Natou Boléga, votre héroïne, n'avait-elle pas d'autres choix que de livrer son corps à son professeur?
Entendons-nous bien ! Pour moi, le problème du choix a ceci de particulier, que ce qui constitue le choix pour l'un, peut se révéler être un non-choix pour l'autre... Dans "Le Silence des Déshérités", Natou Boléga n'a jamais livré son corps. Elle a été contrainte de céder son corps. La différence est grande. Dans la seconde perspective, elle est victime d'un système qui ne croit plus en des valeurs comme l'honneur, la fierté, mais seulement en la réussite et qui fait de la compétition sans merci, le fondement de tous les rapports humains.
Quand et comment peut-on dire qu'il y a harcèlement sexuel?
Le harcèlement sexuel, c'est mettre une personne dans une situation où elle se sent mal à l'aise, menacée, à cause de son sexe. Généralement, cela se passe dans une relation où une des personnes dans une position privilégiée tourmente l'autre par des avances sexuelles. Dans ce cas, le harcèlement sexuel présuppose la capacité de représailles si la personne harcelée refuse.
Quelles sont les causes qui poussent les jeunes filles à subir le harcèlement sexuel?

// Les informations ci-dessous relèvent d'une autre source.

use std::collections::{HashMap, HashSet};
use std::sync::Mutex;

use chrono::Utc;

#[derive(Debug, Clone)]
pub struct Room {
    pub id: String,
    pub name: String,
    pub members: HashSet<String>,
    pub created_at: String,
}

/// Snapshot row returned by `list()`; independent of the registry's internal state.
#[derive(Debug, Clone)]
pub struct RoomSummary {
    pub id: String,
    pub name: String,
    pub member_count: usize,
    pub created_at: String,
}

/// In-memory room directory: one mutex guards every mutation and read. A room with an empty
/// member set never persists — the last `leave` removes it.
///
/// Grounded almost 1:1 on the Python original's room manager (`create_room`/`join_room`/
/// `leave_room`/`get_room_users`/`list_rooms`, including the auto-delete-on-empty rule).
#[derive(Default)]
pub struct RoomRegistry {
    rooms: Mutex<HashMap<String, Room>>,
}

impl RoomRegistry {
    pub fn new() -> Self {
        Self::default()
    }

    /// Two calls with the same `name` yield two distinct rooms; names are not unique.
    pub fn create(&self, name: &str) -> String {
        let id = uuid::Uuid::new_v4().to_string();
        let room = Room {
            id: id.clone(),
            name: name.to_string(),
            members: HashSet::new(),
            created_at: Utc::now().to_rfc3339(),
        };
        self.rooms.lock().unwrap().insert(id.clone(), room);
        id
    }

    /// Idempotent: joining twice is a no-op the second time.
    pub fn join(&self, room_id: &str, username: &str) -> bool {
        let mut rooms = self.rooms.lock().unwrap();
        match rooms.get_mut(room_id) {
            Some(room) => {
                room.members.insert(username.to_string());
                true
            }
            None => false,
        }
    }

    /// Removes `username` from the room. If that empties the member set, the room itself is
    /// removed so no observer ever sees a room with zero members.
    pub fn leave(&self, room_id: &str, username: &str) -> bool {
        let mut rooms = self.rooms.lock().unwrap();
        let Some(room) = rooms.get_mut(room_id) else {
            return false;
        };
        room.members.remove(username);
        if room.members.is_empty() {
            rooms.remove(room_id);
        }
        true
    }

    /// Stable snapshot copy of a room's current members.
    pub fn members(&self, room_id: &str) -> Option<Vec<String>> {
        let rooms = self.rooms.lock().unwrap();
        rooms.get(room_id).map(|room| room.members.iter().cloned().collect())
    }

    pub fn name(&self, room_id: &str) -> Option<String> {
        let rooms = self.rooms.lock().unwrap();
        rooms.get(room_id).map(|room| room.name.clone())
    }

    pub fn exists(&self, room_id: &str) -> bool {
        self.rooms.lock().unwrap().contains_key(room_id)
    }

    /// Snapshot copy of every current room, in no particular order.
    pub fn list(&self) -> Vec<RoomSummary> {
        self.rooms
            .lock()
            .unwrap()
            .values()
            .map(|room| RoomSummary {
                id: room.id.clone(),
                name: room.name.clone(),
                member_count: room.members.len(),
                created_at: room.created_at.clone(),
            })
            .collect()
    }
}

Le harcèlement sexuel consiste à déprécier et à humilier une employée, une élève, une étudiante parce qu'elle a moins de pouvoir. Selon moi, la raison principale qui pousse la femme en général à céder à l'homme dans ce cas d'espèce, est la peur des représailles.
Connaissez-vous des filles qui ont obtenu leur diplôme en se donnant à des professeurs?
Je sais que vous posez la question parce qu'en la matière, il s'agit presque toujours de rumeurs. Il est rare que les protagonistes l'avouent publiquement. Cependant, je connais des filles qui, comme Sabine, un des personnages de l'oeuvre, ont fini par confier aux détours d'une conversation avoir eu recours aux NST (Notes Sexuellement Transmissibles). Néanmoins, j'estime qu'il est malsain de divulguer ce genre d'information qui n'honore en définitif, personne. Non, je ne veux confondre personne. Si c'est un silence coupable, je l'assume.
Une loi pour sévir contre le harcèlement sexuel a été votée en Côte-d'Ivoire. Pourriez-vous nous en parler?
Elle vise à protéger la femme que la société traite souvent comme un simple objet de plaisir pour les hommes. Elle offre le droit à la jeune fille qui se sent mal à l'aise, en raison de l'attention que lui prête un homme, un enseignant, de le dire. Je ne connais pas encore parfaitement cette loi, mais si je me fie à ce que j'en sais, son application sera difficile.
De nombreux lecteurs ne comprennent pas la fin malheureuse de Natou Boléga...
La fin malheureuse de Natou Boléga est conforme à son incapacité à vivre dans deux mondes qui constituent son aire d'évolution. Sa fin est semblable à celle de Samba Diallo dans "L'Aventure ambiguë". La mort de Natou Boléga la libère de l'indétermination qui l'empêche de vivre.
Quels conseils donneriez-vous aux jeunes filles?
Je m'adresserai d'abord aux parents. Ils doivent apprendre à leurs enfants à réussir dans la dignité, à mériter par le travail ce qu'ils désirent.
Aux jeunes filles, je dirai que la vie est une question d'option. Il faut croire en quelque chose et s'y accrocher. Il faut qu'elles apprennent à se respecter elles-mêmes pour pouvoir se regarder en face.
Quels sont vos projets littéraires?
Pouvoir publier les oeuvres achevées et terminer les nouvelles et le roman que je suis en train d'écrire.